Coordenador : Valdelúcia Alves da Costa
Ano: 2019
Publico Alvo : 4.1.Em âmbito institucional ► oferta de disciplinas optativas/eletivas sobre bullying, discriminação, educação em direitos humanos e inclusão nos cursos de graduação em Pedagogia e pós-graduação em educação como contribuição à formação dos estudantes quanto a esses temas; ► oferta de disciplinas optativas e/ou eletivas nos cursos de Graduação e Pós-Graduação, cursos de extensão e/ou formação continuada para professores da educação básica no município no qual se localiza a universidade, possibilitando ações conjuntas entre os pesquisadores e os profissionais do ensino fundamental, em um esforço conjunto de aproximação entre as universidades e as escolas. ► oferta de atividades, tais como encontros, palestras e/ou cursos de extensão, para os estudantes das escolas participantes da pesquisa sobre a temática da pesquisa. As disciplinas e/ou cursos ministrados terão os seguintes eixos norteadores: bullying, preconceito, discriminação, educação em direitos humanos e inclusão com os objetivos de identificar as diversas formas de violência, sua relação com as hierarquias escolares com vistas à intervenção, prevenção na escola e as possibilidades da educação inclusiva.

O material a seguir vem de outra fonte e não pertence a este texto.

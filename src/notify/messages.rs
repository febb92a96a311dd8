//! Human-readable texts for the owner channel and the buyer email.

use crate::domain::{Order, Plan};

fn or_dash(value: Option<&str>) -> &str {
    value.filter(|v| !v.is_empty()).unwrap_or("-")
}

fn escape_html(text: &str) -> String {
    let mut escaped = String::with_capacity(text.len());
    for c in text.chars() {
        match c {
            '&' => escaped.push_str("&amp;"),
            '<' => escaped.push_str("&lt;"),
            '>' => escaped.push_str("&gt;"),
            '"' => escaped.push_str("&quot;"),
            '\'' => escaped.push_str("&#39;"),
            _ => escaped.push(c),
        }
    }
    escaped
}

/// Link an admin can follow to approve `order`, if a public URL is known.
pub fn approval_link(public_base_url: Option<&str>, order: &Order) -> Option<String> {
    public_base_url
        .filter(|base| !base.is_empty())
        .map(|base| format!("{}/admin/order/{}/approve", base.trim_end_matches('/'), order.id))
}

/// Owner notification for a freshly submitted payment reference.
pub fn payment_submitted(order: &Order, public_base_url: Option<&str>) -> String {
    let approve = approval_link(public_base_url, order).unwrap_or_default();
    format!(
        "📥 New Payment Submission\n\
         Order ID: {}\n\
         Plan: {} (ID {})\n\
         Amount: ₹{}\n\
         Buyer: {} | {}\n\
         UTR: {}\n\
         Status: {}\n\
         Time: {}\n\n\
         Approve: {}",
        order.id,
        order.plan_name,
        order.plan_id,
        order.amount,
        or_dash(order.buyer_name.as_deref()),
        or_dash(order.buyer_email.as_deref()),
        or_dash(Some(order.utr.as_str())),
        order.status,
        order.created_at.to_rfc3339(),
        approve,
    )
}

#[derive(Debug, Clone, PartialEq)]
pub struct FulfillmentEmail {
    pub subject: String,
    pub html_body: String,
}

/// Buyer email sent once an order is approved.
///
/// Falls back to the order's own snapshot when the plan row is gone.
pub fn fulfillment_email(order: &Order, plan: Option<&Plan>) -> FulfillmentEmail {
    let plan_name = plan.map_or(order.plan_name.as_str(), |p| p.name.as_str());
    let price = plan.map_or(order.amount, |p| p.price);
    let name = escape_html(plan_name);
    let buyer = escape_html(order.buyer_name.as_deref().unwrap_or(""));
    let utr = escape_html(&order.utr);

    FulfillmentEmail {
        subject: format!("Your {plan_name} — Access / Receipt"),
        html_body: format!(
            r#"
<p>Hi {buyer},</p>
<p>Your payment (UTR: <strong>{utr}</strong>) for <strong>{name}</strong> of ₹{amount} has been approved.</p>
<p>Plan details:</p>
<ul>
  <li>Plan: {name}</li>
  <li>Price: ₹{price}</li>
  <li>Validity: Demo 30 days</li>
</ul>
<p>Thanks — OTT Store</p>
"#,
            amount = order.amount,
        ),
    }
}
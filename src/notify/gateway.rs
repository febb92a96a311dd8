use async_trait::async_trait;
use reqwest::Client;
use serde::Serialize;
use std::time::Duration;
use tracing::{debug, error, instrument, warn};

/// Owner-facing channel for new-payment events.
///
/// Best-effort: implementations report failure through the return value and
/// never propagate an error to the caller.
#[async_trait]
pub trait NotificationGateway: Send + Sync {
    async fn send(&self, text: &str) -> bool;
}

/// Pushes messages to a Telegram chat through the Bot API.
#[derive(Clone)]
pub struct TelegramGateway {
    client: Client,
    token: String,
    chat_id: String,
    api_url: String,
}

#[derive(Serialize)]
struct SendMessage<'a> {
    chat_id: &'a str,
    text: &'a str,
}

impl TelegramGateway {
    /// # Errors
    /// Fails if the HTTP client cannot be built.
    pub fn new(token: String, chat_id: String, timeout: Duration) -> Result<Self, reqwest::Error> {
        let client = Client::builder().timeout(timeout).build()?;
        Ok(Self {
            client,
            token,
            chat_id,
            api_url: "https://api.telegram.org".to_string(),
        })
    }

    pub fn with_api_url(mut self, api_url: impl Into<String>) -> Self {
        self.api_url = api_url.into();
        self
    }

    /// Posts one message. Errors never carry the request URL, which holds
    /// the bot token.
    async fn deliver(&self, text: &str) -> Result<(), String> {
        let url = format!("{}/bot{}/sendMessage", self.api_url, self.token);
        let payload = SendMessage { chat_id: &self.chat_id, text };

        let response = self
            .client
            .post(url)
            .json(&payload)
            .send()
            .await
            .map_err(|e| e.without_url().to_string())?;

        let status = response.status();
        if status.is_success() {
            return Ok(());
        }
        let body = response.text().await.map_err(|e| e.without_url().to_string())?;
        Err(format!("Telegram rejected notification ({status}): {body}"))
    }
}

#[async_trait]
impl NotificationGateway for TelegramGateway {
    #[instrument(name = "telegram_send", skip(self, text))]
    async fn send(&self, text: &str) -> bool {
        match self.deliver(text).await {
            Ok(()) => {
                debug!("Owner notification delivered");
                true
            }
            Err(e) => {
                error!(error = %e, "Telegram notify failed");
                false
            }
        }
    }
}

/// Stand-in used when no owner channel is configured.
#[derive(Debug, Clone, Copy, Default)]
pub struct DisabledGateway;

#[async_trait]
impl NotificationGateway for DisabledGateway {
    async fn send(&self, _text: &str) -> bool {
        warn!("Telegram credentials not set; skipping notify");
        false
    }
}
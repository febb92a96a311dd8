use tracing::{debug, error, info, instrument};

use crate::actor_framework::{FrameworkError, ResourceClient};
use crate::clients::PlanCatalog;
use crate::domain::{Order, OrderCreate, OrderId, OrderStatus, PlanId};
use crate::order_actor::{ApprovalOutcome, LedgerError, OrderAction, OrderActionResult};
use crate::plan_actor::CatalogError;

/// Client for the order ledger.
///
/// Validates the referenced plan before recording an order, and runs the
/// approval state machine inside the ledger actor.
#[derive(Clone)]
pub struct OrderLedger {
    inner: ResourceClient<Order>,
    plan_catalog: PlanCatalog,
}

impl_client_get!(OrderLedger, Order, LedgerError);

fn ledger_error(id: OrderId) -> impl FnOnce(FrameworkError) -> LedgerError {
    move |e| match e {
        FrameworkError::NotFound(_) => LedgerError::NotFound(id),
        FrameworkError::Rejected(reason) => LedgerError::InvalidTransition(reason),
        other => LedgerError::ActorCommunicationError(other.to_string()),
    }
}

impl OrderLedger {
    pub fn new(inner: ResourceClient<Order>, plan_catalog: PlanCatalog) -> Self {
        Self { inner, plan_catalog }
    }

    /// Records a pending order for `plan_id`.
    ///
    /// `amount` is the caller's price snapshot and is stored as given.
    #[instrument(skip(self, buyer_name, buyer_email, utr))]
    pub async fn create(
        &self,
        plan_id: PlanId,
        buyer_name: Option<String>,
        buyer_email: Option<String>,
        utr: String,
        amount: u64,
    ) -> Result<Order, LedgerError> {
        info!("Processing create_order request");

        let plan = match self.plan_catalog.get(plan_id).await {
            Ok(plan) => plan,
            Err(CatalogError::NotFound(_)) => {
                error!("Plan not found");
                return Err(LedgerError::PlanNotFound(plan_id));
            }
            Err(e) => {
                error!(error = %e, "Plan validation failed");
                return Err(LedgerError::ActorCommunicationError(e.to_string()));
            }
        };

        let params = OrderCreate {
            plan_id,
            plan_name: plan.name,
            buyer_name,
            buyer_email,
            utr,
            amount,
        };
        let id = self
            .inner
            .create(params)
            .await
            .map_err(|e| LedgerError::ActorCommunicationError(e.to_string()))?;

        info!(order_id = id, "Order recorded");
        self.get(id).await
    }

    /// Orders newest first, optionally restricted to one status.
    #[instrument(skip(self))]
    pub async fn list(&self, status: Option<OrderStatus>) -> Result<Vec<Order>, LedgerError> {
        debug!("Sending request");
        let mut orders = self
            .inner
            .list()
            .await
            .map_err(|e| LedgerError::ActorCommunicationError(e.to_string()))?;
        orders.retain(|o| status.map_or(true, |s| o.status == s));
        orders.reverse();
        Ok(orders)
    }

    /// Moves a pending order to approved.
    ///
    /// Calling this on an approved order returns it unchanged with
    /// `transitioned == false`.
    #[instrument(skip(self))]
    pub async fn approve(&self, id: OrderId) -> Result<ApprovalOutcome, LedgerError> {
        debug!("Sending request");
        match self.inner.perform_action(id, OrderAction::Approve).await.map_err(ledger_error(id))? {
            OrderActionResult::Approve(outcome) => Ok(outcome),
            other => Err(LedgerError::ActorCommunicationError(format!("Unexpected result: {other:?}"))),
        }
    }

    #[instrument(skip(self))]
    pub async fn reject(&self, id: OrderId) -> Result<Order, LedgerError> {
        debug!("Sending request");
        match self.inner.perform_action(id, OrderAction::Reject).await.map_err(ledger_error(id))? {
            OrderActionResult::Reject(order) => Ok(order),
            other => Err(LedgerError::ActorCommunicationError(format!("Unexpected result: {other:?}"))),
        }
    }
}
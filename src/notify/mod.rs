//! Outbound channels: owner notification and buyer fulfillment.

pub mod fulfillment;
pub mod gateway;
pub mod messages;

pub use fulfillment::*;
pub use gateway::*;
pub use messages::*;
/// Custom actions for Plan entities.
///
/// Each action runs inside the catalog actor with exclusive access to the
/// row, so a test and the write that depends on it can never interleave
/// with another request.
#[derive(Debug, Clone)]
pub enum PlanAction {
    /// Reads the current stock level without modifying it.
    CheckStock,
    /// Decrements stock by exactly one if it is positive.
    TryDecrement,
}

/// Results from PlanActions - variants match 1:1 with PlanAction
#[derive(Debug, Clone, PartialEq)]
pub enum PlanActionResult {
    CheckStock(u64),
    /// `true` if a unit was taken.
    TryDecrement(bool),
}
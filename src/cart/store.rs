use std::sync::Arc;
use tracing::{debug, info, instrument};

use super::{CartError, SessionId, SessionStore};
use crate::clients::PlanCatalog;
use crate::domain::{Plan, PlanId};
use crate::plan_actor::CatalogError;

/// The resolved contents of a cart.
#[derive(Debug, Clone, PartialEq)]
pub struct CartSnapshot {
    pub plans: Vec<Plan>,
    pub total: u64,
}

impl CartSnapshot {
    pub fn is_empty(&self) -> bool {
        self.plans.is_empty()
    }
}

/// One session's cart: a duplicate-free list of plan ids.
///
/// Adding checks stock but reserves nothing; stock is only taken at
/// checkout or approval.
#[derive(Clone)]
pub struct CartStore {
    session: SessionId,
    sessions: Arc<dyn SessionStore>,
    catalog: PlanCatalog,
}

impl CartStore {
    pub fn new(session: SessionId, sessions: Arc<dyn SessionStore>, catalog: PlanCatalog) -> Self {
        Self { session, sessions, catalog }
    }

    /// Adds the plan if it exists and has stock. Returns `false` if it was
    /// already in the cart.
    #[instrument(skip(self), fields(session = %self.session))]
    pub async fn add(&self, plan_id: PlanId) -> Result<bool, CartError> {
        if self.catalog.stock(plan_id).await? == 0 {
            info!("Rejecting add for out-of-stock plan");
            return Err(CartError::OutOfStock(plan_id));
        }

        let mut cart = self.sessions.load_cart(&self.session).await?;
        if cart.contains(&plan_id) {
            debug!("Already in cart");
            return Ok(false);
        }
        cart.push(plan_id);
        self.sessions.save_cart(&self.session, cart).await?;
        debug!("Added to cart");
        Ok(true)
    }

    #[instrument(skip(self), fields(session = %self.session))]
    pub async fn remove(&self, plan_id: PlanId) -> Result<(), CartError> {
        let mut cart = self.sessions.load_cart(&self.session).await?;
        let before = cart.len();
        cart.retain(|id| *id != plan_id);
        if cart.len() != before {
            self.sessions.save_cart(&self.session, cart).await?;
            debug!("Removed from cart");
        }
        Ok(())
    }

    /// The raw stored ids, including any that no longer resolve.
    pub async fn plan_ids(&self) -> Result<Vec<PlanId>, CartError> {
        self.sessions.load_cart(&self.session).await
    }

    /// Resolves the cart against the catalog, dropping deleted plans.
    #[instrument(skip(self), fields(session = %self.session))]
    pub async fn snapshot(&self) -> Result<CartSnapshot, CartError> {
        let mut plans = Vec::new();
        for id in self.plan_ids().await? {
            match self.catalog.get(id).await {
                Ok(plan) => plans.push(plan),
                Err(CatalogError::NotFound(_)) => debug!(plan_id = id, "Dropping deleted plan from cart"),
                Err(e) => return Err(e.into()),
            }
        }
        let total = plans.iter().map(|p| p.price).sum();
        Ok(CartSnapshot { plans, total })
    }

    #[instrument(skip(self), fields(session = %self.session))]
    pub async fn clear(&self) -> Result<(), CartError> {
        self.sessions.save_cart(&self.session, Vec::new()).await
    }
}

#[cfg(test)]
mod tests {
    use super::*;
    use crate::actor_framework::ResourceActor;
    use crate::cart::MemorySessionStore;
    use crate::domain::PlanForm;
    use std::sync::atomic::{AtomicU64, Ordering};

    async fn setup() -> (PlanCatalog, Arc<MemorySessionStore>) {
        let next = Arc::new(AtomicU64::new(1));
        let (actor, client) = ResourceActor::<Plan>::new("plans", 32, move || next.fetch_add(1, Ordering::SeqCst));
        tokio::spawn(actor.run());
        let catalog = PlanCatalog::new(client);
        catalog.create_or_update(PlanForm::new("Netflix Premium", 199, 2)).await.unwrap();
        catalog.create_or_update(PlanForm::new("Disney+ Hotstar", 299, 0)).await.unwrap();
        catalog.create_or_update(PlanForm::new("Zee5 Premium", 99, 5)).await.unwrap();
        (catalog, Arc::new(MemorySessionStore::new()))
    }

    #[tokio::test]
    async fn test_add_twice_keeps_one_entry() {
        let (catalog, sessions) = setup().await;
        let cart = CartStore::new(SessionId::new("s1"), sessions, catalog);

        assert!(cart.add(1).await.unwrap());
        assert!(!cart.add(1).await.unwrap());
        assert_eq!(cart.plan_ids().await.unwrap(), vec![1]);
    }

    #[tokio::test]
    async fn test_out_of_stock_add_leaves_cart_empty() {
        let (catalog, sessions) = setup().await;
        let cart = CartStore::new(SessionId::new("s1"), sessions, catalog);

        assert_eq!(cart.add(2).await, Err(CartError::OutOfStock(2)));
        assert_eq!(cart.add(9).await, Err(CartError::Catalog(CatalogError::NotFound(9))));
        assert!(cart.snapshot().await.unwrap().is_empty());
    }

    #[tokio::test]
    async fn test_snapshot_totals_and_skips_deleted_plans() {
        let (catalog, sessions) = setup().await;
        let cart = CartStore::new(SessionId::new("s1"), sessions, catalog.clone());
        cart.add(1).await.unwrap();
        cart.add(3).await.unwrap();

        let snapshot = cart.snapshot().await.unwrap();
        assert_eq!(snapshot.total, 298);

        catalog.delete(1).await.unwrap();
        let snapshot = cart.snapshot().await.unwrap();
        assert_eq!(snapshot.plans.len(), 1);
        assert_eq!(snapshot.total, 99);
        assert_eq!(cart.plan_ids().await.unwrap(), vec![1, 3]);
    }

    #[tokio::test]
    async fn test_remove_and_clear() {
        let (catalog, sessions) = setup().await;
        let cart = CartStore::new(SessionId::new("s1"), sessions.clone(), catalog.clone());
        let other = CartStore::new(SessionId::new("s2"), sessions, catalog);
        cart.add(1).await.unwrap();
        cart.add(3).await.unwrap();
        other.add(3).await.unwrap();

        cart.remove(1).await.unwrap();
        cart.remove(1).await.unwrap();
        assert_eq!(cart.plan_ids().await.unwrap(), vec![3]);

        cart.clear().await.unwrap();
        assert!(cart.plan_ids().await.unwrap().is_empty());
        assert_eq!(other.plan_ids().await.unwrap(), vec![3]);
    }
}
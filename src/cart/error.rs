use thiserror::Error;

use crate::domain::PlanId;
use crate::plan_actor::CatalogError;

#[derive(Debug, Clone, Error, PartialEq)]
pub enum CartError {
    #[error("Plan is out of stock: {0}")]
    OutOfStock(PlanId),
    #[error("Session store error: {0}")]
    Session(String),
    #[error(transparent)]
    Catalog(#[from] CatalogError),
}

Os cursos ofertados terão como produtos monografias de graduação, dissertações de mestrado e doutorado. Em âmbito nacional A coleta de dados relacionados à violência escolar será realizada em bancos de dados oficiais, tais como: IBGE, PNAD, Censo Demográfico, Censo escolar, SIM/DATASUS, SINESP, Conselhos Tutelares e CREAS (Centros de Referência Especializada de Assistência Social). Este conjunto de dados será dividido entre os grupos de trabalhos compostos pelos participantes que poderão apresentar esses indicadores nos encontros presenciais.
Local de atuação: SSE
Resumo
A criação do Observatório de Educação: violência, inclusão e direitos humanos na universidade federal fluminense - UFF, vinculado ao Projeto de Pesquisa/CNPq ‘Violência Escolar: discriminação, bullying e responsabilidade’ está em consonância com a demanda e a urgência de se identificar, problematizar e combater o bullying, a manifestação do preconceito e contribuir na superação do pensamento estereotipado em relação às minorias vítimas do preconceito na escola, no trabalho, como também em outras instâncias sociais. Como espaços de formação, reflexão e possibilidades de resistência à sua manifestação na sociedade, que ainda obsta a educação que humanize e afirme os direitos humanos como seu eixo norteador, a criação desse observatório pode contribuir à formação das pessoas e ao debate de propostas alternativas de enfrentamento e superação da violência na escola, contribuindo tanto para o desenvolvimento social quanto do indivíduo, em um movimento contrário à violência, à discriminação e ao bullying, marcas da sociedade na qual impera a competitividade nas relações humanas e a exclusão dos indivíduos, considerados inaptos à convivência na escola e demais instâncias sociais.